impl SolverConfig {
    /// Quasi-static run with `alpha_f = alpha_m = 0`.
    pub fn quasi_static() -> Self {
        Self {
            dynamic_type: DynamicType::Static,
            gen_alpha: GenAlphaParams::trapezoidal(),
            ..Self::default()
        }
    }

    #[must_use]
    pub const fn with_time(mut self, dt: f64, max_time: f64, num_steps: usize) -> Self {
        self.time.dt = dt;
        self.time.max_time = max_time;
        self.time.num_steps = num_steps;
        self
    }

    #[must_use]
    pub const fn with_gen_alpha(mut self, params: GenAlphaParams) -> Self {
        self.gen_alpha = params;
        self
    }

    #[must_use]
    pub const fn with_predictor(mut self, predictor: PredictorKind) -> Self {
        self.predictor = predictor;
        self
    }

    #[must_use]
    pub const fn with_update_mode(mut self, mode: UpdateMode) -> Self {
        self.update_mode = mode;
        self
    }

    #[must_use]
    pub const fn with_internal_force_point(mut self, point: InternalForcePoint) -> Self {
        self.internal_force_point = point;
        self
    }

    #[must_use]
    pub const fn with_max_iterations(mut self, max_iterations: usize) -> Self {
        self.newton.max_iterations = max_iterations;
        self
    }

    #[must_use]
    pub const fn with_strategy(mut self, strategy: ContactStrategy) -> Self {
        self.contact.strategy = strategy;
        self
    }

    #[must_use]
    pub const fn with_friction(mut self, friction: FrictionLaw) -> Self {
        self.contact.friction = friction;
        self
    }

    #[must_use]
    pub const fn with_damping(mut self, mass_factor: f64, stiffness_factor: f64) -> Self {
        self.damping = Some(RayleighDamping {
            mass_factor,
            stiffness_factor,
        });
        self
    }

    /// The single-step, single-iteration static case solved without a
    /// convergence check.
    pub fn is_linear_static(&self) -> bool {
        self.dynamic_type == DynamicType::Static
            && self.newton.max_iterations == 1
            && self.time.num_steps == 1
    }

    /// Parameters the integrator runs with. Static analysis has no rates,
    /// so the mid point collapses onto the end of the step.
    pub fn integration_params(&self) -> GenAlphaParams {
        match self.dynamic_type {
            DynamicType::Static => GenAlphaParams {
                alpha_f: 0.0,
                alpha_m: 0.0,
                ..self.gen_alpha
            },
            DynamicType::GenAlpha => self.gen_alpha,
        }
    }

    pub fn validate(&self) -> Result<()> {
        self.gen_alpha.validate()?;

        let time = &self.time;
        if !(time.dt.is_finite() && time.dt > 0.0) {
            return Err(SolverError::config(format!(
                "time step size must be positive, got {}",
                time.dt
            )));
        }
        if time.num_steps == 0 {
            return Err(SolverError::config("number of time steps must be positive"));
        }
        if time.max_time <= time.start_time {
            return Err(SolverError::config(format!(
                "max_time {} must exceed start_time {}",
                time.max_time, time.start_time
            )));
        }

        let newton = &self.newton;
        if newton.max_iterations == 0 {
            return Err(SolverError::config("max_iterations must be at least 1"));
        }
        if newton.tol_residual <= 0.0 || newton.tol_displacement <= 0.0 {
            return Err(SolverError::config("Newton tolerances must be positive"));
        }
        if newton.adaptive_tolerance && !(0.0..1.0).contains(&newton.adaptive_improvement) {
            return Err(SolverError::config(format!(
                "adaptive improvement factor must lie in (0, 1), got {}",
                newton.adaptive_improvement
            )));
        }

        if self.predictor == PredictorKind::Constant && self.update_mode == UpdateMode::Iterative {
            return Err(SolverError::config(
                "constant predictor requires the incremental update",
            ));
        }

        let contact = &self.contact;
        if contact.c_n <= 0.0 || contact.c_t < 0.0 {
            return Err(SolverError::config(format!(
                "complementarity parameters must satisfy c_n > 0, c_t >= 0 (got {}, {})",
                contact.c_n, contact.c_t
            )));
        }
        match contact.friction {
            FrictionLaw::Tresca { bound } if bound < 0.0 => {
                return Err(SolverError::config("Tresca bound must not be negative"));
            }
            FrictionLaw::Coulomb { coefficient } if coefficient < 0.0 => {
                return Err(SolverError::config("friction coefficient must not be negative"));
            }
            _ => {}
        }
        if contact.max_active_set_iterations == 0 {
            return Err(SolverError::config("max_active_set_iterations must be at least 1"));
        }
        if contact.strategy == ContactStrategy::SemiSmooth && self.is_linear_static() {
            return Err(SolverError::config(
                "linear static solution not applicable to semi-smooth Newton case",
            ));
        }

        if let LinearSolverKind::BiCgStab {
            tolerance,
            max_iterations,
        } = self.linear_solver
            && (tolerance <= 0.0 || max_iterations == 0)
        {
            return Err(SolverError::config(
                "iterative solver needs a positive tolerance and iteration budget",
            ));
        }

        if self.output.results_every == 0 || self.output.stress_every == 0 {
            return Err(SolverError::config("output cadences must be at least 1"));
        }
        Ok(())
    }
}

◆ ◆ ◆ ◆ ◆

WORK ORDER »
Give back all the records above exactly as they were written.

RESPONSE BELOW »
impl SolverConfig {
    /// Quasi-static run with `alpha_f = alpha_m = 0`.
    pub fn quasi_static() -> Self {
        Self {
            dynamic_type: DynamicType::Static,
            gen_alpha: GenAlphaParams::trapezoidal(),
            ..Self::default()
        }
    }

    #[must_use]
    pub const fn with_time(mut self, dt: f64, max_time: f64, num_steps: usize) -> Self {
        self.time.dt = dt;
        self.time.max_time = max_time;
        self.time.num_steps = num_steps;
        self
    }

    #[must_use]
    pub const fn with_gen_alpha(mut self, params: GenAlphaParams) -> Self {
        self.gen_alpha = params;
        self
    }

    #[must_use]
    pub const fn with_predictor(mut self, predictor: PredictorKind) -> Self {
        self.predictor = predictor;
        self
    }

    #[must_use]
    pub const fn with_update_mode(mut self, mode: UpdateMode) -> Self {
        self.update_mode = mode;
        self
    }

    #[must_use]
    pub const fn with_internal_force_point(mut self, point: InternalForcePoint) -> Self {
        self.internal_force_point = point;
        self
    }

    #[must_use]
    pub const fn with_max_iterations(mut self, max_iterations: usize) -> Self {
        self.newton.max_iterations = max_iterations;
        self
    }

    #[must_use]
    pub const fn with_strategy(mut self, strategy: ContactStrategy) -> Self {
        self.contact.strategy = strategy;
        self
    }

    #[must_use]
    pub const fn with_friction(mut self, friction: FrictionLaw) -> Self {
        self.contact.friction = friction;
        self
    }

    #[must_use]
    pub const fn with_damping(mut self, mass_factor: f64, stiffness_factor: f64) -> Self {
        self.damping = Some(RayleighDamping {
            mass_factor,
            stiffness_factor,
        });
        self
    }

    /// The single-step, single-iteration static case solved without a
    /// convergence check.
    pub fn is_linear_static(&self) -> bool {
        self.dynamic_type == DynamicType::Static
            && self.newton.max_iterations == 1
            && self.time.num_steps == 1
    }

    /// Parameters the integrator runs with. Static analysis has no rates,
    /// so the mid point collapses onto the end of the step.
    pub fn integration_params(&self) -> GenAlphaParams {
        match self.dynamic_type {
            DynamicType::Static => GenAlphaParams {
                alpha_f: 0.0,
                alpha_m: 0.0,
                ..self.gen_alpha
            },
            DynamicType::GenAlpha => self.gen_alpha,
        }
    }

    pub fn validate(&self) -> Result<()> {
        self.gen_alpha.validate()?;

        let time = &self.time;
        if !(time.dt.is_finite() && time.dt > 0.0) {
            return Err(SolverError::config(format!(
                "time step size must be positive, got {}",
                time.dt
            )));
        }
        if time.num_steps == 0 {
            return Err(SolverError::config("number of time steps must be positive"));
        }
        if time.max_time <= time.start_time {
            return Err(SolverError::config(format!(
                "max_time {} must exceed start_time {}",
                time.max_time, time.start_time
            )));
        }

        let newton = &self.newton;
        if newton.max_iterations == 0 {
            return Err(SolverError::config("max_iterations must be at least 1"));
        }
        if newton.tol_residual <= 0.0 || newton.tol_displacement <= 0.0 {
            return Err(SolverError::config("Newton tolerances must be positive"));
        }
        if newton.adaptive_tolerance && !(0.0..1.0).contains(&newton.adaptive_improvement) {
            return Err(SolverError::config(format!(
                "adaptive improvement factor must lie in (0, 1), got {}",
                newton.adaptive_improvement
            )));
        }

        if self.predictor == PredictorKind::Constant && self.update_mode == UpdateMode::Iterative {
            return Err(SolverError::config(
                "constant predictor requires the incremental update",
            ));
        }

        let contact = &self.contact;
        if contact.c_n <= 0.0 || contact.c_t < 0.0 {
            return Err(SolverError::config(format!(
                "complementarity parameters must satisfy c_n > 0, c_t >= 0 (got {}, {})",
                contact.c_n, contact.c_t
            )));
        }
        match contact.friction {
            FrictionLaw::Tresca { bound } if bound < 0.0 => {
                return Err(SolverError::config("Tresca bound must not be negative"));
            }
            FrictionLaw::Coulomb { coefficient } if coefficient < 0.0 => {
                return Err(SolverError::config("friction coefficient must not be negative"));
            }
            _ => {}
        }
        if contact.max_active_set_iterations == 0 {
            return Err(SolverError::config("max_active_set_iterations must be at least 1"));
        }
        if contact.strategy == ContactStrategy::SemiSmooth && self.is_linear_static() {
            return Err(SolverError::config(
                "linear static solution not applicable to semi-smooth Newton case",
            ));
        }

        if let LinearSolverKind::BiCgStab {
            tolerance,
            max_iterations,
        } = self.linear_solver
            && (tolerance <= 0.0 || max_iterations == 0)
        {
            return Err(SolverError::config(
                "iterative solver needs a positive tolerance and iteration budget",
            ));
        }

        if self.output.results_every == 0 || self.output.stress_every == 0 {
            return Err(SolverError::config("output cadences must be at least 1"));
        }
        Ok(())
    }
}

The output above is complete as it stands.